(dissenting).
I dissent. Appellant was on trial for murder. Our Rules of Criminal Procedure, in conformity with the legislative mandate, provide that each side in a murder trial shall have twenty peremptory challenges during the selection of a jury.1 The rule and the underlying statute allow the trial court no discretion either to raise or lower this allotment. Commonwealth v. Segers, 460 Pa. 149, 331 A.2d 462 (1975).
Despite the clear mandate of the rule, the trial court, over appellant's objection and at the request of the Commonwealth which had exhausted its peremptory challenges, granted each side two additional peremptory challenges. It attempted to justify this action by stating:
“Near the termination of the jury selection process, and admittedly at a time when the Commonwealth had exhausted its peremptory challenges, the court granted two peremptory challenges to the Commonwealth and also two additional peremptory challenges to the defense. The impelling reason for such action by the *41Court was the Court’s awareness, independently of the Commonwealth’s observations of ‘the rather odd behavior’ of two of such remaining veniremen. Bluntly, they impressed the Court as being ‘weirdos’ of the first degree and the Court felt that not only were they sublimely unfit for jury service but would also contaminate any jury of which they were a part. Several alternatives for dealing with this situation were available but the Court decided upon the option of granting two additional peremptory challenges to each side.” 2
The trial court’s choice of “option” was flagrantly in error. The rules of criminal procedure provide that if a prospective juror is unqualified for some reason, either party is free to challenge for cause. Pa.R.Crim.P. 1106. The only requirement is that “cause” be shown to exist.3 The trial court’s “option” dispensed with the requirement that cause be shown on the record.

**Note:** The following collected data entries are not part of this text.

// Copyright 2026 the garnet authors
//
// Licensed under the Apache License, Version 2.0 (the "License");
// you may not use this file except in compliance with the License.
// You may obtain a copy of the License at
//
//     http://www.apache.org/licenses/LICENSE-2.0
//
// Unless required by applicable law or agreed to in writing, software
// distributed under the License is distributed on an "AS IS" BASIS,
// WITHOUT WARRANTIES OR CONDITIONS OF ANY KIND, either express or implied.
// See the License for the specific language governing permissions and
// limitations under the License.

//! Image, sampler, and transfer-region descriptors.

use crate::format::TextureFormat;
use crate::memory::ImageUsage;
use std::borrow::Cow;

/// The size of an image or of a copied region, in texels.
#[repr(C)]
#[derive(Debug, Clone, Copy, PartialEq, Eq, Hash, bytemuck::Pod, bytemuck::Zeroable)]
pub struct Extent3d {
    /// Width in texels.
    pub width: u32,
    /// Height in texels.
    pub height: u32,
    /// Depth, or array layer count for 2D array images.
    pub depth: u32,
}

impl Extent3d {
    /// A 2D extent with depth one.
    pub const fn new_2d(width: u32, height: u32) -> Self {
        Self {
            width,
            height,
            depth: 1,
        }
    }

    /// The extent of the given mip level, halving each axis per level and
    /// clamping at one.
    pub const fn mip_extent(&self, level: u32) -> Self {
        Self {
            width: if self.width >> level == 0 { 1 } else { self.width >> level },
            height: if self.height >> level == 0 { 1 } else { self.height >> level },
            depth: if self.depth >> level == 0 { 1 } else { self.depth >> level },
        }
    }

    /// Number of mip levels in a full chain for this extent.
    pub const fn full_mip_count(&self) -> u32 {
        let largest = if self.width > self.height {
            self.width
        } else {
            self.height
        };
        32 - largest.leading_zeros()
    }
}

/// A texel offset into an image.
#[repr(C)]
#[derive(Debug, Clone, Copy, PartialEq, Eq, Hash, Default, bytemuck::Pod, bytemuck::Zeroable)]
pub struct Origin3d {
    /// X offset in texels.
    pub x: u32,
    /// Y offset in texels.
    pub y: u32,
    /// Z offset in texels or array layer.
    pub z: u32,
}

/// A descriptor used to create an image.
#[derive(Debug, Clone)]
pub struct ImageDescriptor {
    /// Optional debug label.
    pub label: Option<Cow<'static, str>>,
    /// Size of the top mip level.
    pub extent: Extent3d,
    /// Number of mip levels.
    pub mip_levels: u32,
    /// Texel format.
    pub format: TextureFormat,
    /// Allowed usages.
    pub usage: ImageUsage,
    /// Multisample count; one for regular images.
    pub sample_count: u32,
}

/// Texture filtering mode.
#[derive(Debug, Clone, Copy, PartialEq, Eq, Hash, Default)]
pub enum FilterMode {
    /// Nearest-texel sampling.
    Nearest,
    /// Linear interpolation.
    #[default]
    Linear,
}

/// How texture coordinates outside `[0, 1]` are resolved.
#[derive(Debug, Clone, Copy, PartialEq, Eq, Hash, Default)]
pub enum AddressMode {
    /// Coordinates wrap around.
    #[default]
    Repeat,
    /// Coordinates mirror on each repeat.
    MirrorRepeat,
    /// Coordinates clamp to the edge texel.
    ClampToEdge,
}

/// A descriptor used to create a sampler.
#[derive(Debug, Clone, Copy, PartialEq, Eq, Hash, Default)]
pub struct SamplerDesc {
    /// Filtering when the texture is minified.
    pub min_filter: FilterMode,
    /// Filtering when the texture is magnified.
    pub mag_filter: FilterMode,
    /// Addressing outside the unit range.
    pub address_mode: AddressMode,
}

/// A buffer-to-image copy region.
#[derive(Debug, Clone, Copy, PartialEq, Eq)]
pub struct BufferImageCopy {
    /// Byte offset into the source buffer.
    pub buffer_offset: u64,
    /// Destination mip level.
    pub mip_level: u32,
    /// Destination texel offset.
    pub origin: Origin3d,
    /// Size of the copied region.
    pub extent: Extent3d,
}

/// An image-to-image blit between two mip levels, used for mip generation.
#[derive(Debug, Clone, Copy, PartialEq, Eq)]
pub struct ImageBlit {
    /// Source mip level.
    pub src_mip: u32,
    /// Extent of the source level.
    pub src_extent: Extent3d,
    /// Destination mip level.
    pub dst_mip: u32,
    /// Extent of the destination level.
    pub dst_extent: Extent3d,
}

#[cfg(test)]
mod tests {
    use super::*;

    #[test]
    fn mip_extent_halves_and_clamps() {
        let extent = Extent3d::new_2d(256, 64);
        assert_eq!(extent.mip_extent(0), Extent3d::new_2d(256, 64));
        assert_eq!(extent.mip_extent(3), Extent3d::new_2d(32, 8));
        assert_eq!(extent.mip_extent(7), Extent3d::new_2d(2, 1));
        assert_eq!(extent.mip_extent(10), Extent3d::new_2d(1, 1));
    }

    #[test]
    fn full_mip_count() {
        assert_eq!(Extent3d::new_2d(1, 1).full_mip_count(), 1);
        assert_eq!(Extent3d::new_2d(256, 64).full_mip_count(), 9);
        assert_eq!(Extent3d::new_2d(300, 200).full_mip_count(), 9);
    }
}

If the jurors could have been challenged for cause they should have been. If they could not have been challenged for cause defendant had the right under our rules and the statutes of the Commonwealth to have them on his jury. The trial court’s “option” is a thinly veiled technique by which to give the Commonwealth sufficient peremptory challenges to get the jury it wants, despite the existence of rules and statutes designed to assure fairness in this most important aspect of trial by jury. I cannot join an order which sanctions such a result.

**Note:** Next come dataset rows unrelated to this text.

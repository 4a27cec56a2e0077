// Copyright 2026 the garnet authors
//
// Licensed under the Apache License, Version 2.0 (the "License");
// you may not use this file except in compliance with the License.
// You may obtain a copy of the License at
//
//     http://www.apache.org/licenses/LICENSE-2.0
//
// Unless required by applicable law or agreed to in writing, software
// distributed under the License is distributed on an "AS IS" BASIS,
// WITHOUT WARRANTIES OR CONDITIONS OF ANY KIND, either express or implied.
// See the License for the specific language governing permissions and
// limitations under the License.

//! The direct command list backend.
//!
//! Commands are written straight into a native secondary command buffer.
//! The buffer is only acquired and opened on the first command actually
//! issued, so a list that records nothing never touches the raw layer.

use crate::command::buffered::{record_one, RecordedCommand};
use crate::command::pool::{CommandPool, TransientBuffer};
use garnet_core::error::GfxError;
use garnet_core::raw::RawDevice;

#[derive(Default)]
pub(crate) struct DirectRecorder {
    transient: Option<TransientBuffer>,
}

impl DirectRecorder {
    pub(crate) fn record(
        &mut self,
        pool: &CommandPool,
        device: &dyn RawDevice,
        command: &RecordedCommand,
    ) -> Result<(), GfxError> {
        if self.transient.is_none() {
            let mut transient = pool.allocate_transient()?;
            pool.begin(&mut transient)?;
            self.transient = Some(transient);
        }
        if let Some(transient) = &self.transient {
            record_one(device, transient.id(), command);
        }
        Ok(())
    }

    /// Takes the underlying transient buffer, if one was ever opened.
    pub(crate) fn take(&mut self) -> Option<TransientBuffer> {
        self.transient.take()
    }
}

NIX and MANDERINO, JJ., join in this dissenting opinion.. See Pa.R.Crim.P. 1126; Act of March 6, 1901, P.L. 16, § 1, as amended, Act of July 9, 1901, P.L. 629, § 1, 19 P.S. § 811 (1964).
. Appellant indicates that the prospective jurors were acceptable to him. Because of the trial court’s violation of the rules of criminal procedure we do not know the nature of “the rather odd behavior” which formed the basis for its opinion that the two prospective jurors were “weirdos” and its decision to grant the Commonwealth two extra peremptory challenges with which to eliminate them from the jury.
. The trial court’s grant or denial of a challenge for cause will not be disturbed in the absence of an abuse of discretion. Commonwealth v. Bighum, 452 Pa. 554, 560, 307 A.2d 255, 259 (1973).